Experts agree that quality health care systems should have three core goals:
- Improve the health of the population
- Enhance the patient experience of care (including quality, access, and reliability)
- Reduce, or at least control, the per capita cost of care
This is what the Affordable Care Act was designed to do. The legislation will tie payment for health care providers to quality, not quantity, "so health care providers who document that they deliver high quality at an affordable cost will be the winners," says Nolan. "Today, providers are paid based on what they do, be it a procedure or an office visit. That's changing." Now, he says, providers' pay will be tied to the quality of care given and its cost.
The Institute of Medicine, a nongovernmental, nonprofit agency, is the health arm of the 150-year-old National Academy of Sciences. Here's how the IOM visualizes the current state of our health care system:
- Our health care system is so disorganized that if banking were like health care, ATM transactions would take not seconds but days or longer, thanks to unavailable or misplaced medical records.

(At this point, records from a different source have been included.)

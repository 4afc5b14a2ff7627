//! The scheduler tick loop (spec §4.8), grounded on the teacher's
//! `CronScheduler::check_and_execute` polling shape: load due schedules,
//! apply overlap policy, run the flow, apply retry policy on failure.

use crate::cron_expr::next_fire;
use std::collections::BTreeMap;
use std::sync::Arc;
use std::time::Duration;
use testmesh_domain::{
    ExecutionRepository, ExecutionStatus, FlowRepository, OverlapPolicy, Schedule,
    ScheduleRepository, ScheduleRun, ScheduleRunId, ScheduleRunResult, ScheduleStatus,
};
use testmesh_foundation::{BuiltinSource, Error, Result};
use testmesh_runtime::FlowRuntime;
use tokio_util::sync::CancellationToken;
use tracing::{error, info, warn};

pub struct Scheduler {
    schedules: Arc<dyn ScheduleRepository>,
    executions: Arc<dyn ExecutionRepository>,
    flows: Arc<dyn FlowRepository>,
    runtime: Arc<FlowRuntime>,
    builtins: Arc<dyn BuiltinSource>,
}

impl Scheduler {
    pub fn new(
        schedules: Arc<dyn ScheduleRepository>,
        executions: Arc<dyn ExecutionRepository>,
        flows: Arc<dyn FlowRepository>,
        runtime: Arc<FlowRuntime>,
        builtins: Arc<dyn BuiltinSource>,
    ) -> Self {
        Self { schedules, executions, flows, runtime, builtins }
    }

    /// Runs [`Self::tick`] on a fixed interval until `cancel` fires,
    /// mirroring the teacher's `CronScheduler` background loop.
    pub async fn run(&self, period: Duration, cancel: CancellationToken) {
        let mut interval = tokio::time::interval(period);
        loop {
            tokio::select! {
                _ = cancel.cancelled() => {
                    info!("scheduler loop cancelled");
                    return;
                }
                _ = interval.tick() => {
                    if let Err(err) = self.tick().await {
                        error!(error = %err, "scheduler tick failed");
                    }
                }
            }
        }
    }

    /// One pass: fire every due, enabled schedule, then advance its
    /// `next_run_at`. Each schedule's failure is isolated from the rest.
    pub async fn tick(&self) -> Result<()> {
        let now = self.builtins.now();
        let due = self.schedules.list_due(now).await?;
        for schedule in due {
            if schedule.status != ScheduleStatus::Active {
                continue;
            }
            if let Err(err) = self.fire(schedule).await {
                error!(error = %err, "schedule fire failed");
            }
        }
        Ok(())
    }

    async fn fire(&self, mut schedule: Schedule) -> Result<()> {
        let scheduled_for = schedule.next_run_at.unwrap_or_else(|| self.builtins.now());

        if schedule.overlap_policy == OverlapPolicy::Skip {
            if let Some(latest) = self.schedules.latest_run(schedule.id).await? {
                if matches!(latest.result, ScheduleRunResult::Pending) {
                    warn!(schedule_id = %schedule.id, "skipping fire: previous run still pending");
                    let skipped = ScheduleRun {
                        id: ScheduleRunId::new(),
                        schedule_id: schedule.id,
                        execution_id: None,
                        scheduled_for,
                        started_at: None,
                        finished_at: Some(self.builtins.now()),
                        result: ScheduleRunResult::Skipped,
                        retry_count: 0,
                    };
                    self.schedules.put_run(skipped).await?;
                    self.advance(&mut schedule, scheduled_for).await?;
                    return Ok(());
                }
            }
        }

        let result = self.run_with_retries(&schedule, scheduled_for).await?;
        schedule.last_run_at = Some(scheduled_for);
        schedule.last_run_result = Some(result);
        self.advance(&mut schedule, scheduled_for).await
    }

    async fn run_with_retries(
        &self,
        schedule: &Schedule,
        scheduled_for: chrono::DateTime<chrono::Utc>,
    ) -> Result<ScheduleRunResult> {
        let flow = self
            .flows
            .get(schedule.flow_id)
            .await?
            .ok_or_else(|| Error::config_invalid(format!("unknown flow: {}", schedule.flow_id)))?;

        let mut run = ScheduleRun {
            id: ScheduleRunId::new(),
            schedule_id: schedule.id,
            execution_id: None,
            scheduled_for,
            started_at: Some(self.builtins.now()),
            finished_at: None,
            result: ScheduleRunResult::Pending,
            retry_count: 0,
        };
        self.schedules.put_run(run.clone()).await?;

        loop {
            let execution = self
                .runtime
                .execute(&flow, BTreeMap::new(), CancellationToken::new())
                .await?;
            run.execution_id = Some(execution.id);
            let succeeded = execution.status == ExecutionStatus::Succeeded;
            self.executions.put(execution).await?;

            if succeeded {
                run.result = ScheduleRunResult::Succeeded;
                run.finished_at = Some(self.builtins.now());
                self.schedules.put_run(run).await?;
                if schedule.notify_on_success {
                    info!(schedule_id = %schedule.id, "notify: schedule run succeeded");
                }
                return Ok(ScheduleRunResult::Succeeded);
            }

            if run.retry_count >= schedule.max_retries {
                run.result = ScheduleRunResult::Failed;
                run.finished_at = Some(self.builtins.now());
                self.schedules.put_run(run).await?;
                if schedule.notify_on_failure {
                    warn!(schedule_id = %schedule.id, "notify: schedule run failed");
                }
                return Ok(ScheduleRunResult::Failed);
            }

            run.retry_count += 1;
            self.schedules.put_run(run.clone()).await?;
            tokio::time::sleep(Duration::from_millis(schedule.retry_delay_ms)).await;
        }
    }

    /// `next_run_at` must land strictly after `max(now, last_run_at)` (spec
    /// §3, §8's invariant), not just after `fired_at` — a schedule whose
    /// fire was delayed past its next natural fire time must skip ahead
    /// rather than re-fire immediately.
    async fn advance(&self, schedule: &mut Schedule, fired_at: chrono::DateTime<chrono::Utc>) -> Result<()> {
        let now = self.builtins.now();
        let floor = schedule.last_run_at.map_or(now, |last_run_at| last_run_at.max(now)).max(fired_at);
        schedule.next_run_at = Some(next_fire(&schedule.cron_expr, &schedule.timezone, floor)?);
        self.schedules.put(schedule.clone()).await
    }
}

- Our current system provides such uncoordinated services that if home building were like health care, carpenters, electricians, and plumbers would all work with different blueprints and wouldn't cooperate with each other.
- The costs of medical services are so hidden and capricious that if shopping were like health care, you wouldn't see the price till you checked out—and it would vary widely within the same store, depending on how you paid.
- The quality of care is so spotty that if automobile manufacturing were like health care, warranties requiring manufacturers to fix or pay for defects wouldn't exist, and factories wouldn't monitor or improve product quality.
- Our system is so uncoordinated that if airline travel were like health care, pilots could design their own preflight safety checks or opt not to perform them at all.
Your ACA questions, answered
Q: Will the Affordable Care Act result in higher health insurance costs?
A:That depends. Estimates are that women, as well as adults ages 55 to 65, are likely to see lower premiums, while young men's may increase. That's only in the individual state marketplaces, however. Employer health insurance costs have been rising for years because of rising health care costs, and Milliman, an actuarial consulting firm, estimates a 9% increase in premiums in 2014, despite the ACA. However, the law's requirement that insurance plans cover an essential set of health benefits and provide preventive and screening services with no co-payments may increase premium costs, Milliman notes.
Q: Is it true that some employers are cutting jobs or hiring only part-time employees to avoid providing health insurance?
A:The ACA requires that beginning in January 2015, employers with 50 or more employees provide affordable health insurance for all employees who work 30 hours a week or more, or these employers may have to pay significant financial penalties. There have been a few news reports that some large employers, particularly restaurant chains, have threatened to hire fewer full-time employees so they can avoid the mandate. In Massachusetts, however, which implemented mandated health coverage in 2006, the percentage of employers offering health insurance actually increased, even through the recession. And remember, 92% of large employers (97% of those with 101 or more employees) already offer health insurance to their full-time employees.
Q: My employer offers health insurance, and while I can afford it for myself, the family policy is too expensive. Will that change?
A:That depends. Due to a "glitch" in the ACA, the affordability of employer-provided health plans is determined based on an individual policy, not a family policy. If, however, you can afford to cover only yourself, the rest of your family can obtain coverage through your state's marketplace. Single mothers will be able to purchase insurance just for their children in state marketplaces; some children may also qualify for Medicaid, depending on household income.